Suppose I take the PDF of the LogNormal distribution with parameters m and s evaluated at x. I obviously get an expression involving m. I now want to integrate that expression not with respect to x but with respect to m as m goes from -infinity to infinity I get a ConditionalExpression that says the result is 1/x but on condition that x be less than 1. And, yet, if I NIntegrate the same expression when I make x greater than 1, I seem to always get the same result: 1/x. Why is Mathematica imposing what seems to be a needless condition on the result of the Integration?
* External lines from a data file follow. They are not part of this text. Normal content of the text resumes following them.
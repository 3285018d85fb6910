use std::collections::BTreeMap;

use serde::{Deserialize, Serialize};
use thiserror::Error;

use hexfront_protocol::{Hex, Team, Terrain, UnitId};

/// A city siege in progress.
#[derive(Clone, Debug, PartialEq, Eq, Serialize, Deserialize)]
pub struct CaptureProgress {
    pub unit: UnitId,
    pub team: Team,
    /// Estimated capture actions left at the minimum damage of the current tier.
    pub turns_remaining: u32,
}

#[derive(Clone, Debug, PartialEq, Eq, Serialize, Deserialize)]
pub struct CityState {
    pub owner: Option<Team>,
    pub hp: i32,
    pub max_hp: i32,
    #[serde(default, skip_serializing_if = "Option::is_none")]
    pub capture: Option<CaptureProgress>,
}

impl CityState {
    pub const DEFAULT_HP: i32 = 10;

    pub fn new(owner: Option<Team>, max_hp: i32) -> Self {
        Self {
            owner,
            hp: max_hp,
            max_hp,
            capture: None,
        }
    }
}

/// One board cell. City data is present exactly when the terrain is [`Terrain::City`].
#[derive(Clone, Debug, PartialEq, Eq, Serialize, Deserialize)]
#[serde(try_from = "RawTile")]
pub struct Tile {
    hex: Hex,
    terrain: Terrain,
    #[serde(default, skip_serializing_if = "Option::is_none")]
    city: Option<CityState>,
}

#[derive(Debug, Error, PartialEq, Eq)]
pub enum TileError {
    #[error("city tile {0} has no city state")]
    CityWithoutState(Hex),
    #[error("{terrain} tile {hex} carries city state")]
    StrayCityState { hex: Hex, terrain: Terrain },
}

/// Wire shape of a [`Tile`] before the city invariant is checked.
#[derive(Deserialize)]
struct RawTile {
    hex: Hex,
    terrain: Terrain,
    #[serde(default)]
    city: Option<CityState>,
}

impl TryFrom<RawTile> for Tile {
    type Error = TileError;

    fn try_from(raw: RawTile) -> Result<Self, Self::Error> {
        let RawTile { hex, terrain, city } = raw;
        match (terrain == Terrain::City, city.is_some()) {
            (true, false) => Err(TileError::CityWithoutState(hex)),
            (false, true) => Err(TileError::StrayCityState { hex, terrain }),
            _ => Ok(Self { hex, terrain, city }),
        }
    }
}

impl Tile {
    /// City terrain gets a neutral city at `CityState::DEFAULT_HP`; prefer [`Tile::city`] for cities.
    pub fn new(hex: Hex, terrain: Terrain) -> Self {
        let city = (terrain == Terrain::City).then(|| CityState::new(None, CityState::DEFAULT_HP));
        Self { hex, terrain, city }
    }

    pub fn city(hex: Hex, owner: Option<Team>, max_hp: i32) -> Self {
        Self {
            hex,
            terrain: Terrain::City,
            city: Some(CityState::new(owner, max_hp)),
        }
    }

    pub fn from_city_state(hex: Hex, city: CityState) -> Self {
        Self {
            hex,
            terrain: Terrain::City,
            city: Some(city),
        }
    }

    #[inline]
    pub fn hex(&self) -> Hex {
        self.hex
    }

    #[inline]
    pub fn terrain(&self) -> Terrain {
        self.terrain
    }

    pub fn city_state(&self) -> Option<&CityState> {
        self.city.as_ref()
    }

    pub fn city_state_mut(&mut self) -> Option<&mut CityState> {
        self.city.as_mut()
    }

    pub fn owner(&self) -> Option<Team> {
        self.city.as_ref().and_then(|c| c.owner)
    }

    /// Swap non-city terrain in place. Cities and conversions into cities are refused.
    pub(crate) fn retexture(&mut self, terrain: Terrain) -> bool {
        if self.city.is_some() || terrain == Terrain::City {
            return false;
        }
        self.terrain = terrain;
        true
    }
}

/// Finite set of tiles keyed by coordinate. Anything not in the map is off-board.
#[derive(Clone, Debug, Default, PartialEq, Eq, Serialize, Deserialize)]
#[serde(from = "Vec<Tile>", into = "Vec<Tile>")]
pub struct Board {
    tiles: BTreeMap<Hex, Tile>,
}

impl Board {
    pub fn new() -> Self {
        Self::default()
    }

    /// A hexagon of `terrain` tiles around the origin.
    pub fn hexagon(radius: i32, terrain: Terrain) -> Self {
        Hex::new(0, 0)
            .ring_inclusive(radius)
            .map(|hex| Tile::new(hex, terrain))
            .collect()
    }

    /// Inserts or replaces the tile at `tile.hex()`.
    pub fn set(&mut self, tile: Tile) -> Option<Tile> {
        self.tiles.insert(tile.hex, tile)
    }

    pub fn get(&self, hex: Hex) -> Option<&Tile> {
        self.tiles.get(&hex)
    }

    pub fn get_mut(&mut self, hex: Hex) -> Option<&mut Tile> {
        self.tiles.get_mut(&hex)
    }

    #[inline]
    pub fn contains(&self, hex: Hex) -> bool {
        self.tiles.contains_key(&hex)
    }

    pub fn terrain(&self, hex: Hex) -> Option<Terrain> {
        self.get(hex).map(Tile::terrain)
    }

    pub fn len(&self) -> usize {
        self.tiles.len()
    }

    pub fn is_empty(&self) -> bool {
        self.tiles.is_empty()
    }

    /// Tiles in row-major order.
    pub fn iter(&self) -> impl Iterator<Item = &Tile> {
        self.tiles.values()
    }

    pub fn iter_mut(&mut self) -> impl Iterator<Item = &mut Tile> {
        self.tiles.values_mut()
    }

    pub fn neighbors(&self, hex: Hex) -> impl Iterator<Item = &Tile> + '_ {
        hex.neighbors().filter_map(move |n| self.get(n))
    }

    pub fn cities(&self) -> impl Iterator<Item = (&Tile, &CityState)> {
        self.tiles
            .values()
            .filter_map(|tile| tile.city.as_ref().map(|city| (tile, city)))
    }
}

impl FromIterator<Tile> for Board {
    fn from_iter<I: IntoIterator<Item = Tile>>(iter: I) -> Self {
        Self {
            tiles: iter.into_iter().map(|tile| (tile.hex, tile)).collect(),
        }
    }
}

impl From<Vec<Tile>> for Board {
    fn from(tiles: Vec<Tile>) -> Self {
        tiles.into_iter().collect()
    }
}

impl From<Board> for Vec<Tile> {
    fn from(board: Board) -> Self {
        board.tiles.into_values().collect()
    }
}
Why does it not know what the answer is when x>1?
pdfv=Refine[PDF[LogNormalDistribution[m,s],x],x>0]
Integrate[pdfv,{m,DirectedInfinity[-1],DirectedInfinity[1]}]
With[{v1 = PDF[LogNormalDistribution[m, 0.1], 2.5]},
NIntegrate[v1, {m, -\[Infinity], \[Infinity]}]] (* yields 0.4 *)
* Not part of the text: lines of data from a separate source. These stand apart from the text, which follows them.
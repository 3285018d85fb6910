//! Already-deserialized scenario documents handed to the engine by map/deployment collaborators.

use serde::{Deserialize, Serialize};

use crate::{Hex, Team, Terrain, UnitId, UnitType, Weather};

#[derive(Clone, Debug, PartialEq, Eq, Serialize, Deserialize)]
pub struct TileSpec {
    pub q: i32,
    pub r: i32,
    pub terrain: Terrain,
    /// City tiles only.
    #[serde(default, skip_serializing_if = "Option::is_none")]
    pub owner: Option<Team>,
    #[serde(default, skip_serializing_if = "Option::is_none")]
    pub hp: Option<i32>,
    #[serde(default, skip_serializing_if = "Option::is_none")]
    pub max_hp: Option<i32>,
}

impl TileSpec {
    pub fn hex(&self) -> Hex {
        Hex::new(self.q, self.r)
    }
}

/// A unit placement. Stats come from the rules tables; only runtime state may be overridden.
#[derive(Clone, Debug, PartialEq, Eq, Serialize, Deserialize)]
pub struct UnitSpec {
    pub id: UnitId,
    pub kind: UnitType,
    pub team: Team,
    pub q: i32,
    pub r: i32,
    #[serde(default, skip_serializing_if = "Option::is_none")]
    pub hp: Option<i32>,
    #[serde(default, skip_serializing_if = "Option::is_none")]
    pub fuel: Option<i32>,
    #[serde(default, skip_serializing_if = "Option::is_none")]
    pub xp: Option<i32>,
}

impl UnitSpec {
    pub fn hex(&self) -> Hex {
        Hex::new(self.q, self.r)
    }
}

#[derive(Clone, Debug, PartialEq, Eq, Serialize, Deserialize)]
pub struct Scenario {
    #[serde(default)]
    pub name: String,
    /// Team that opens every round. Defaults to Blue.
    #[serde(default, skip_serializing_if = "Option::is_none")]
    pub first_team: Option<Team>,
    #[serde(default, skip_serializing_if = "Option::is_none")]
    pub turn: Option<u32>,
    #[serde(default, skip_serializing_if = "Option::is_none")]
    pub active_team: Option<Team>,
    #[serde(default, skip_serializing_if = "Option::is_none")]
    pub weather: Option<Weather>,
    #[serde(default, skip_serializing_if = "Option::is_none")]
    pub weather_duration: Option<u32>,
    pub tiles: Vec<TileSpec>,
    pub units: Vec<UnitSpec>,
}

#[cfg(test)]
mod tests {
    use super::*;

    #[test]
    fn minimal_scenario_parses_with_defaults() {
        let json = r#"{
            "tiles": [
                {"q": 0, "r": 0, "terrain": "plains"},
                {"q": 1, "r": 0, "terrain": "city", "owner": "red", "hp": 7}
            ],
            "units": [
                {"id": 1, "kind": "tank", "team": "blue", "q": 0, "r": 0}
            ]
        }"#;
        let scenario: Scenario = serde_json::from_str(json).unwrap();
        assert_eq!(scenario.first_team, None);
        assert_eq!(scenario.tiles[1].owner, Some(Team::Red));
        assert_eq!(scenario.tiles[1].hp, Some(7));
        assert_eq!(scenario.units[0].hex(), Hex::new(0, 0));
        assert_eq!(scenario.units[0].hp, None);
    }
}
With[{v2 = PDF[LogNormalDistribution[m, 0.1], 4.0]},
NIntegrate[v2, {m, -\[Infinity], \[Infinity]}]] (* yields 0.25 *)
For what it's worth, I'm trying to get the distribution of lognormal distributions from which a single result might have occurred if we know the underlying process was lognormal. ( We also have some prior belief as to the second parameter of the underlying lognormal.)